If Only

Disclaimer: All of this is based upon the lovely J.K. Rowling's work.

Warnings: Slight Language


Heartache, Heartbreak.

Is there really any difference between the two?

I never really thought so. My heart is aching, breaking.

Please, help me! Please, I beg you!

Why won't you let me stay? Why can't I stay?

You just look at me with those twinkling eyes and say, "I'm sorry, my boy."

Like you're actually sorry about it. I know that you're not. Just go ahead and twist the knife in my back a bit more.

"But you cannot remain at Hogwarts during the summer. You cannot go with your friends either. You must return home."

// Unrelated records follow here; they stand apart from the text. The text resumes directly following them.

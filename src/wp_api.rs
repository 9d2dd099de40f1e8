use std::sync::Arc;
use std::time::Duration;

use anyhow::{anyhow, bail, Context, Result};
use chrono::NaiveDateTime;
use indicatif::{ProgressBar, ProgressStyle};
use reqwest::{Client, StatusCode};
use serde::Deserialize;
use tokio::sync::Semaphore;
use tracing::{info, warn};

use crate::source::Document;

const CONCURRENCY: usize = 4;
const PER_PAGE: u32 = 100;
const MAX_RETRIES: u32 = 3;
const BASE_BACKOFF_MS: u64 = 2000;
const REST_DATE_FORMAT: &str = "%Y-%m-%dT%H:%M:%S";

#[derive(Debug, Clone)]
pub struct SyncOptions {
    pub site_url: String,
    pub rest_base: String,
    pub post_type: String,
    pub status: String,
    pub username: Option<String>,
    pub app_password: Option<String>,
    /// Stop after this many pages of results.
    pub max_pages: Option<u32>,
}

impl SyncOptions {
    fn page_url(&self, page: u32) -> String {
        format!(
            "{}/wp-json/wp/v2/{}?context=edit&per_page={}&page={}&status={}",
            self.site_url.trim_end_matches('/'),
            self.rest_base,
            PER_PAGE,
            page,
            self.status
        )
    }
}

#[derive(Debug, Default, Deserialize)]
struct RestText {
    #[serde(default)]
    raw: Option<String>,
    #[serde(default)]
    rendered: Option<String>,
}

#[derive(Debug, Deserialize)]
struct RestPost {
    id: i64,
    #[serde(default)]
    slug: String,
    #[serde(default)]
    status: String,
    #[serde(rename = "type", default)]
    post_type: Option<String>,
    #[serde(default)]
    link: String,
    #[serde(default)]
    modified_gmt: Option<String>,
    #[serde(default)]
    title: RestText,
    #[serde(default)]
    content: RestText,
}

impl RestPost {
    fn into_document(self, default_type: &str) -> Document {
        let content = match (self.content.raw, self.content.rendered) {
            (Some(raw), _) => raw,
            (None, rendered) => {
                warn!(
                    id = self.id,
                    "No raw content (missing edit rights?), falling back to rendered HTML"
                );
                rendered.unwrap_or_default()
            }
        };

        Document {
            id: self.id,
            post_type: self.post_type.unwrap_or_else(|| default_type.to_string()),
            status: self.status,
            title: self.title.raw.or(self.title.rendered).unwrap_or_default(),
            slug: self.slug,
            url: self.link,
            content,
            modified: self
                .modified_gmt
                .and_then(|d| NaiveDateTime::parse_from_str(&d, REST_DATE_FORMAT).ok()),
        }
    }
}

struct Page {
    posts: Vec<RestPost>,
    total_pages: u32,
}

/// Pull every post of the configured type and status from the WordPress REST API.
pub async fn fetch_documents(opts: &SyncOptions) -> Result<Vec<Document>> {
    let client = Client::builder()
        .user_agent(concat!("integration_features/", env!("CARGO_PKG_VERSION")))
        .build()?;

    info!("Fetching page 1 of {}", opts.page_url(1));
    let first = fetch_with_retry(&client, opts, 1).await?;
    let total_pages = pages_to_fetch(first.total_pages, opts.max_pages);
    info!("{} pages to fetch", total_pages);

    let mut pages: Vec<Option<Vec<RestPost>>> = (0..total_pages).map(|_| None).collect();
    if let Some(slot) = pages.first_mut() {
        *slot = Some(first.posts);
    }

    if total_pages > 1 {
        let client = Arc::new(client);
        let opts = Arc::new(opts.clone());
        let semaphore = Arc::new(Semaphore::new(CONCURRENCY));

        let pb = ProgressBar::new(total_pages as u64 - 1);
        pb.set_style(
            ProgressStyle::default_bar()
                .template("[{elapsed_precise}] {bar:40} {pos}/{len} pages")?
                .progress_chars("=> "),
        );

        let mut handles = Vec::new();
        for page in 2..=total_pages {
            let client = Arc::clone(&client);
            let opts = Arc::clone(&opts);
            let sem = Arc::clone(&semaphore);
            handles.push(tokio::spawn(async move {
                let _permit = sem.acquire().await?;
                let fetched = fetch_with_retry(&client, &opts, page).await?;
                Ok::<_, anyhow::Error>((page, fetched.posts))
            }));
        }

        for handle in handles {
            let (page, posts) = handle.await.context("Page fetch task panicked")??;
            pages[page as usize - 1] = Some(posts);
            pb.inc(1);
        }
        pb.finish_and_clear();
    }

    let docs: Vec<Document> = pages
        .into_iter()
        .flatten()
        .flatten()
        .map(|post| post.into_document(&opts.post_type))
        .collect();
    info!("Fetched {} posts", docs.len());
    Ok(docs)
}

async fn fetch_with_retry(client: &Client, opts: &SyncOptions, page: u32) -> Result<Page> {
    let mut attempt = 0;
    loop {
        match fetch_page(client, opts, page).await {
            Ok(fetched) => return Ok(fetched),
            Err(FetchError::Retryable(status)) if attempt < MAX_RETRIES => {
                let backoff = Duration::from_millis(BASE_BACKOFF_MS * 2u64.pow(attempt));
                attempt += 1;
                warn!(
                    "HTTP {} on page {} (attempt {}/{}), backing off {:.1}s",
                    status,
                    page,
                    attempt,
                    MAX_RETRIES,
                    backoff.as_secs_f64()
                );
                tokio::time::sleep(backoff).await;
            }
            Err(FetchError::Retryable(status)) => {
                bail!("Page {} still failing with HTTP {} after {} retries", page, status, MAX_RETRIES)
            }
            Err(FetchError::Fatal(e)) => return Err(e),
        }
    }
}

enum FetchError {
    Retryable(StatusCode),
    Fatal(anyhow::Error),
}

impl From<reqwest::Error> for FetchError {
    fn from(e: reqwest::Error) -> Self {
        FetchError::Fatal(e.into())
    }
}

fn is_retryable(status: StatusCode) -> bool {
    status == StatusCode::TOO_MANY_REQUESTS || status.is_server_error()
}

async fn fetch_page(client: &Client, opts: &SyncOptions, page: u32) -> Result<Page, FetchError> {
    let mut request = client.get(opts.page_url(page));
    if let Some(user) = &opts.username {
        request = request.basic_auth(user, opts.app_password.as_deref());
    }

    let response = request.send().await?;
    let status = response.status();
    if is_retryable(status) {
        return Err(FetchError::Retryable(status));
    }
    if !status.is_success() {
        let body = response.text().await.unwrap_or_default();
        return Err(FetchError::Fatal(anyhow!(
            "HTTP {} fetching page {}: {}",
            status,
            page,
            body.chars().take(200).collect::<String>()
        )));
    }

    let total_pages = total_pages_header(response.headers());
    let posts: Vec<RestPost> = response.json().await?;
    Ok(Page { posts, total_pages })
}

/// Reported page count capped by `max_pages`. Page 1 is always kept.
fn pages_to_fetch(reported: u32, max_pages: Option<u32>) -> u32 {
    max_pages.map_or(reported, |max| reported.min(max)).max(1)
}

/// `X-WP-TotalPages`, at least 1.
fn total_pages_header(headers: &reqwest::header::HeaderMap) -> u32 {
    headers
        .get("x-wp-totalpages")
        .and_then(|v| v.to_str().ok())
        .and_then(|v| v.trim().parse().ok())
        .unwrap_or(1)
        .max(1)
}

#[cfg(test)]
mod tests {
    use super::*;
    use reqwest::header::{HeaderMap, HeaderValue};

    fn options() -> SyncOptions {
        SyncOptions {
            site_url: "https://wppopupmaker.com/".to_string(),
            rest_base: "integrations".to_string(),
            post_type: "integration".to_string(),
            status: "publish".to_string(),
            username: None,
            app_password: None,
            max_pages: None,
        }
    }

    #[test]
    fn builds_page_urls() {
        assert_eq!(
            options().page_url(3),
            "https://wppopupmaker.com/wp-json/wp/v2/integrations?context=edit&per_page=100&page=3&status=publish"
        );
    }

    #[test]
    fn converts_edit_context_posts() {
        let json = r#"{
            "id": 42,
            "slug": "hubspot",
            "status": "publish",
            "type": "integration",
            "link": "https://wppopupmaker.com/integrations/hubspot/",
            "modified_gmt": "2024-03-05T14:22:10",
            "title": {"raw": "HubSpot", "rendered": "HubSpot"},
            "content": {"raw": "<!-- wp:paragraph --><p>x</p><!-- /wp:paragraph -->", "rendered": "<p>x</p>"}
        }"#;
        let post: RestPost = serde_json::from_str(json).unwrap();
        let doc = post.into_document("integration");
        assert_eq!(doc.id, 42);
        assert_eq!(doc.title, "HubSpot");
        assert_eq!(doc.slug, "hubspot");
        assert!(doc.content.starts_with("<!-- wp:paragraph"));
        assert!(doc.modified.is_some());
    }

    #[test]
    fn falls_back_to_rendered_content() {
        let json = r#"{
            "id": 7,
            "status": "publish",
            "title": {"rendered": "Zoom"},
            "content": {"rendered": "<p>Rendered only</p>"}
        }"#;
        let post: RestPost = serde_json::from_str(json).unwrap();
        let doc = post.into_document("integration");
        assert_eq!(doc.content, "<p>Rendered only</p>");
        assert_eq!(doc.title, "Zoom");
        assert_eq!(doc.post_type, "integration");
        assert!(doc.modified.is_none());
    }

    #[test]
    fn reads_total_pages() {
        let mut headers = HeaderMap::new();
        assert_eq!(total_pages_header(&headers), 1);
        headers.insert("X-WP-TotalPages", HeaderValue::from_static("7"));
        assert_eq!(total_pages_header(&headers), 7);
        headers.insert("X-WP-TotalPages", HeaderValue::from_static("0"));
        assert_eq!(total_pages_header(&headers), 1);
    }

    #[test]
    fn page_limit_never_drops_the_first_page() {
        assert_eq!(pages_to_fetch(5, None), 5);
        assert_eq!(pages_to_fetch(5, Some(2)), 2);
        assert_eq!(pages_to_fetch(2, Some(10)), 2);
        assert_eq!(pages_to_fetch(5, Some(0)), 1);
    }

    #[test]
    fn retries_rate_limits_and_server_errors() {
        assert!(is_retryable(StatusCode::TOO_MANY_REQUESTS));
        assert!(is_retryable(StatusCode::BAD_GATEWAY));
        assert!(!is_retryable(StatusCode::UNAUTHORIZED));
        assert!(!is_retryable(StatusCode::OK));
    }
}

But this is my home, more than that place has ever been. My family is here, not there… with those people.

And why can't I go with my friends?

They said that I can come with them. They want me to go with them. So why can't I?

I want to ask; I try to ask. I open my mouth to do so, but you cut me off.

"Sorry." You smile at me like you haven't a care in the world.

You and those damnable and forsaken twinkling eyes just stare at me. "Now, carry on. I'm sure you have more important things to do than dawdle with an old man such as myself."

And you all but throw me out the door.

You were my last chance. You were my salvation. Everyone else said no, but I thought that you might help me. I thought that I actually meant something to you.

I guess I was wrong.

I return to my dorm and throw myself on my bed, trying not to cry. What the hell I am supposed to do now?

I can't go back. I won't go back… but they're making me.

Why? Why can't I stay?

I hear the door open, and someone step inside.

"So," he asks, "how did it go?" Deep blue eyes look at me with mounting hope.

Hope that I fear I will have to crush.

"Dumbledore said that I can't stay--"

"Oh," he interrupts me. "Can you come home with me then? Mum would love it if you did. You know how she always goes on about you being her 'good as' son. And I'm sure that Dad would love to ask you all about Muggles. And then, there're my brothers…"

I merely sigh, fighting tears. I roll over onto my stomach and press my face into my pillow.

"I have to go back." It comes out in a muffled whisper.

"Come again?" he asks imploringly.

I lift my head from my pillow. "I can't go with you either. I have to go back… go there." I all but spit out the words.

He sighs and sits beside me on my bed. He claps his hand on my shoulder in what would normally be a reassuring manner.

"I'm sorry," he murmurs. "We can still write, you know." He grins at me gently.

I attempt to smile back, but I can't pull it off.

"Yes, we can do that." I close my eyes but can still feel tears prickling behind my eyelids.

He squeezes my shoulder. "Cheer up, and don't worry, Tom. I'm sure it won't be so bad."

Tears drop from my face onto my pillow.